As gunmen toting assault rifles stormed a venue that was playing host to a gig by Californian band Eagles of Death Metal, dozens of terrified concert-goers were filmed fleeing the building by Mr Daniel Psenny, a journalist for French newspaper Le Monde.https://www.youtube.com/watch?v=vFVTo5s6fas
The woman could be seen dangling from the ledge - some 15m above the ground - as she cried: "Help, help, I'm pregnant, catch me if I fall."
French newspaper La Provence interviewed the woman's rescuer, identified only by his first name Sebastian, who provided a detailed account of what transpired during those horrific moments.
"She was begging people down below if they would catch her if she jumped. But it was chaos down there. I went through the other window and attached myself to a ventilation shaft," he said.
"I held on for five minutes and then the pregnant woman, who was exhausted, begged me to help her get back inside. That's what I did."
Sebastian then lost track of the woman after pulling her to safety.

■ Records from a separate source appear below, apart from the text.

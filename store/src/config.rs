//! Workspace configuration.
//!
//! Defines the YAML-serializable configuration that locates the document
//! store and the generated output, and controls how external applications
//! are run.
//!
//! # Example YAML
//!
//! ```yaml
//! version: "1.0"
//! store_dir: .automate
//! output_dir: out
//! process:
//!   timeout_ms: 5000
//!   wait_for_exit: true
//! ```

use std::io::{BufReader, BufWriter};
use std::path::{Path, PathBuf};
use std::time::Duration;

use serde::{Deserialize, Serialize};

use crate::error::Result;

/// Settings for running external applications.
#[derive(Debug, Clone, PartialEq, Eq, Serialize, Deserialize)]
pub struct ProcessConfig {
    /// Hang timeout in milliseconds.
    pub timeout_ms: u64,
    /// Block until launched applications exit.
    pub wait_for_exit: bool,
}

impl Default for ProcessConfig {
    fn default() -> Self {
        Self {
            timeout_ms: 5_000,
            wait_for_exit: true,
        }
    }
}

/// Top-level workspace configuration.
///
/// Loaded from a YAML file (typically `.automate.yml` in the project root).
/// Relative directories are resolved against the process working directory.
///
/// # Examples
///
/// ```
/// # use automate_store::StoreConfig;
/// let yaml = "version: \"1.0\"\nstore_dir: .automate\noutput_dir: out\n";
/// let config: StoreConfig = serde_yaml::from_str(yaml).unwrap();
/// assert_eq!(config.process_timeout().as_millis(), 5_000);
/// ```
#[derive(Debug, Clone, PartialEq, Eq, Serialize, Deserialize)]
pub struct StoreConfig {
    /// Configuration format version (e.g., `"1.0"`).
    pub version: String,
    /// Directory holding patterns, toolkits and drafts.
    pub store_dir: PathBuf,
    /// Root that code template commands write under.
    pub output_dir: PathBuf,
    #[serde(default)]
    pub process: ProcessConfig,
}

impl Default for StoreConfig {
    fn default() -> Self {
        Self {
            version: "1.0".into(),
            store_dir: PathBuf::from(".automate"),
            output_dir: PathBuf::from("out"),
            process: ProcessConfig::default(),
        }
    }
}

impl StoreConfig {
    /// Configuration with both directories placed under `root`.
    pub fn rooted_at(root: impl AsRef<Path>) -> Self {
        let root = root.as_ref();
        Self {
            store_dir: root.join(".automate"),
            output_dir: root.join("out"),
            ..Self::default()
        }
    }

    /// Loads configuration from a YAML file.
    ///
    /// # Errors
    ///
    /// Returns [`IoError`](crate::StoreError::IoError) if the file cannot
    /// be read, or [`YamlError`](crate::StoreError::YamlError) if parsing
    /// fails.
    pub fn load(path: impl AsRef<Path>) -> Result<Self> {
        let file = std::fs::File::open(path)?;
        let reader = BufReader::new(file);
        let config = serde_yaml::from_reader(reader)?;
        Ok(config)
    }

    /// Saves the configuration as YAML.
    ///
    /// # Errors
    ///
    /// Returns [`IoError`](crate::StoreError::IoError) if the file cannot
    /// be written, or [`YamlError`](crate::StoreError::YamlError) if
    /// serialization fails.
    pub fn save(&self, path: impl AsRef<Path>) -> Result<()> {
        let file = std::fs::File::create(path)?;
        let writer = BufWriter::new(file);
        serde_yaml::to_writer(writer, self)?;
        Ok(())
    }

    pub fn process_timeout(&self) -> Duration {
        Duration::from_millis(self.process.timeout_ms)
    }
}

#[cfg(test)]
mod tests {
    use super::*;

    fn sample_yaml() -> &'static str {
        r#"
version: "1.0"
store_dir: /var/lib/automate
output_dir: generated
process:
  timeout_ms: 250
  wait_for_exit: false
"#
    }

    #[test]
    fn test_parse_full_config() {
        let config: StoreConfig = serde_yaml::from_str(sample_yaml()).unwrap();
        assert_eq!(config.store_dir, PathBuf::from("/var/lib/automate"));
        assert_eq!(config.output_dir, PathBuf::from("generated"));
        assert_eq!(config.process_timeout(), Duration::from_millis(250));
        assert!(!config.process.wait_for_exit);
    }

    #[test]
    fn test_process_section_defaults() {
        let config: StoreConfig =
            serde_yaml::from_str("version: \"1.0\"\nstore_dir: s\noutput_dir: o\n").unwrap();
        assert_eq!(config.process, ProcessConfig::default());
    }

    #[test]
    fn test_save_and_load() {
        let dir = tempfile::tempdir().unwrap();
        let path = dir.path().join("automate.yml");
        let config = StoreConfig::rooted_at(dir.path());

        config.save(&path).unwrap();
        let loaded = StoreConfig::load(&path).unwrap();

        assert_eq!(loaded, config);
    }

    #[test]
    fn test_load_missing_file() {
        let result = StoreConfig::load("/nonexistent/automate.yml");
        assert!(result.is_err());
    }
}
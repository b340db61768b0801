use std::path::Path;

use automate_core::{
    Attribute, AttributeDataType, MigrationMessage, Pattern, ToolkitDefinition, ToolkitVersion,
    VersionInstruction, package,
};
use automate_store::{StoreConfig, StoreError, Workspace};

// ---------------------------------------------------------------------------
// Helpers
// ---------------------------------------------------------------------------

fn workspace(root: &Path) -> Workspace {
    Workspace::open(StoreConfig::rooted_at(root)).unwrap()
}

/// Version 0.1.0 with a `Port` attribute, and 1.0.0 with it deleted.
fn toolkits() -> (ToolkitDefinition, ToolkitDefinition) {
    let mut pattern = Pattern::new("Api");
    pattern
        .root
        .attributes
        .push(Attribute::new("Port", AttributeDataType::Int).with_default("80"));
    let v1 = package(&mut pattern, Vec::new(), VersionInstruction::Auto).unwrap();

    let port = pattern.root.attributes[0].id.clone();
    pattern.remove_node(&port).unwrap();
    let v2 = package(&mut pattern, Vec::new(), VersionInstruction::Auto).unwrap();
    (v1, v2)
}

// ---------------------------------------------------------------------------
// Drafts
// ---------------------------------------------------------------------------

#[test]
fn test_open_creates_directories() {
    let dir = tempfile::tempdir().unwrap();
    let workspace = workspace(dir.path());

    assert!(workspace.config().store_dir.join("drafts").is_dir());
    assert!(workspace.config().output_dir.is_dir());
}

#[test]
fn test_created_draft_is_current_and_stored() {
    let dir = tempfile::tempdir().unwrap();
    let mut workspace = workspace(dir.path());
    let (v1, _) = toolkits();
    workspace.install_toolkit(&v1).unwrap();

    let id = workspace.create_draft(&v1, "orders").unwrap().id.clone();

    assert_eq!(workspace.current_draft().unwrap().id, id);
    assert_eq!(workspace.store().load_draft(&id).unwrap().name, "orders");
    assert_eq!(workspace.store().find_pattern("Api").unwrap(), v1.pattern);
}

#[test]
fn test_switch_and_list_drafts() {
    let dir = tempfile::tempdir().unwrap();
    let mut workspace = workspace(dir.path());
    let (v1, _) = toolkits();

    let zeta = workspace.create_draft(&v1, "zeta").unwrap().id.clone();
    workspace.create_draft(&v1, "alpha").unwrap();

    let names: Vec<String> = workspace
        .list_drafts()
        .unwrap()
        .into_iter()
        .map(|draft| draft.name)
        .collect();
    assert_eq!(names, ["alpha", "zeta"]);

    workspace.switch_draft(&zeta).unwrap();
    assert_eq!(workspace.current_draft().unwrap().name, "zeta");
}

#[test]
fn test_unsaved_changes_persist_on_save() {
    let dir = tempfile::tempdir().unwrap();
    let mut workspace = workspace(dir.path());
    let (v1, _) = toolkits();
    workspace.create_draft(&v1, "orders").unwrap();

    let draft = workspace.current_draft_mut().unwrap();
    let root = draft.tree.root_id().clone();
    draft.set_property(&root, "Port", "8080").unwrap();
    let id = draft.id.clone();
    workspace.save_draft().unwrap();

    let stored = workspace.store().load_draft(&id).unwrap();
    assert_eq!(&stored, workspace.current_draft().unwrap());
}

#[test]
fn test_no_current_draft() {
    let dir = tempfile::tempdir().unwrap();
    let mut workspace = workspace(dir.path());

    assert!(matches!(workspace.current_draft(), Err(StoreError::NoCurrentDraft)));
    assert!(matches!(workspace.save_draft(), Err(StoreError::NoCurrentDraft)));
    assert!(matches!(
        workspace.upgrade_current_draft(true),
        Err(StoreError::NoCurrentDraft)
    ));
}

#[test]
fn test_delete_current_draft_clears_selection() {
    let dir = tempfile::tempdir().unwrap();
    let mut workspace = workspace(dir.path());
    let (v1, _) = toolkits();
    let id = workspace.create_draft(&v1, "orders").unwrap().id.clone();

    workspace.delete_draft(&id).unwrap();

    assert!(workspace.current_draft().is_err());
    assert!(workspace.list_drafts().unwrap().is_empty());
    assert!(matches!(
        workspace.switch_draft(&id),
        Err(StoreError::DraftNotFound(_))
    ));
}

// ---------------------------------------------------------------------------
// Upgrades
// ---------------------------------------------------------------------------

#[test]
fn test_refused_upgrade_is_not_persisted() {
    let dir = tempfile::tempdir().unwrap();
    let mut workspace = workspace(dir.path());
    let (v1, v2) = toolkits();
    workspace.install_toolkit(&v1).unwrap();
    let id = workspace.create_draft(&v1, "orders").unwrap().id.clone();
    workspace.install_toolkit(&v2).unwrap();

    let result = workspace.upgrade_current_draft(false).unwrap();

    assert!(!result.is_success());
    assert_eq!(
        result.changes().last().map(|change| change.message),
        Some(MigrationMessage::BreakingChangesNotForced)
    );
    assert_eq!(workspace.current_draft().unwrap().version(), v1.version);
    assert_eq!(workspace.store().load_draft(&id).unwrap().version(), v1.version);
}

#[test]
fn test_forced_upgrade_is_persisted() {
    let dir = tempfile::tempdir().unwrap();
    let mut workspace = workspace(dir.path());
    let (v1, v2) = toolkits();
    workspace.install_toolkit(&v1).unwrap();
    workspace.install_toolkit(&v2).unwrap();
    let id = workspace.create_draft(&v1, "orders").unwrap().id.clone();

    let result = workspace.upgrade_current_draft(true).unwrap();

    assert!(result.is_success());
    assert_eq!(v2.version, ToolkitVersion::new(1, 0, 0));
    let stored = workspace.store().load_draft(&id).unwrap();
    assert_eq!(stored.version(), v2.version);
    let root = stored.tree.root_id().clone();
    assert!(stored.tree.get_property(&root, "Port").is_err());
}

#[test]
fn test_upgrade_without_installed_toolkit() {
    let dir = tempfile::tempdir().unwrap();
    let mut workspace = workspace(dir.path());
    let (v1, _) = toolkits();
    workspace.create_draft(&v1, "orders").unwrap();

    assert!(matches!(
        workspace.upgrade_current_draft(false),
        Err(StoreError::ToolkitNotFound(_))
    ));
}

He was held hostage by one of the gunmen after returning to his old hiding place, but managed to escape when police raided the concert hall.
It turned out that the woman had survived, and the pair were reunited when her friend posted a plea on Twitter, requesting that Sebastian come forward as they wanted to thank him.
Sebastian's brother spotted the tweet and alerted him, revealed the woman's boyfriend, Parisian-based copywriter Frans Torreele.
It is understood that the woman was taken to a hospital for a checkup, but did not suffer any injuries. She had requested to remain anonymous as she has yet to recover emotionally from her ordeal.
The Bataclan concert hall was the scene of the bloodiest attack in a string of planned terrorist strikes across the French capital. Eighty-nine of the 129 people who died were killed there.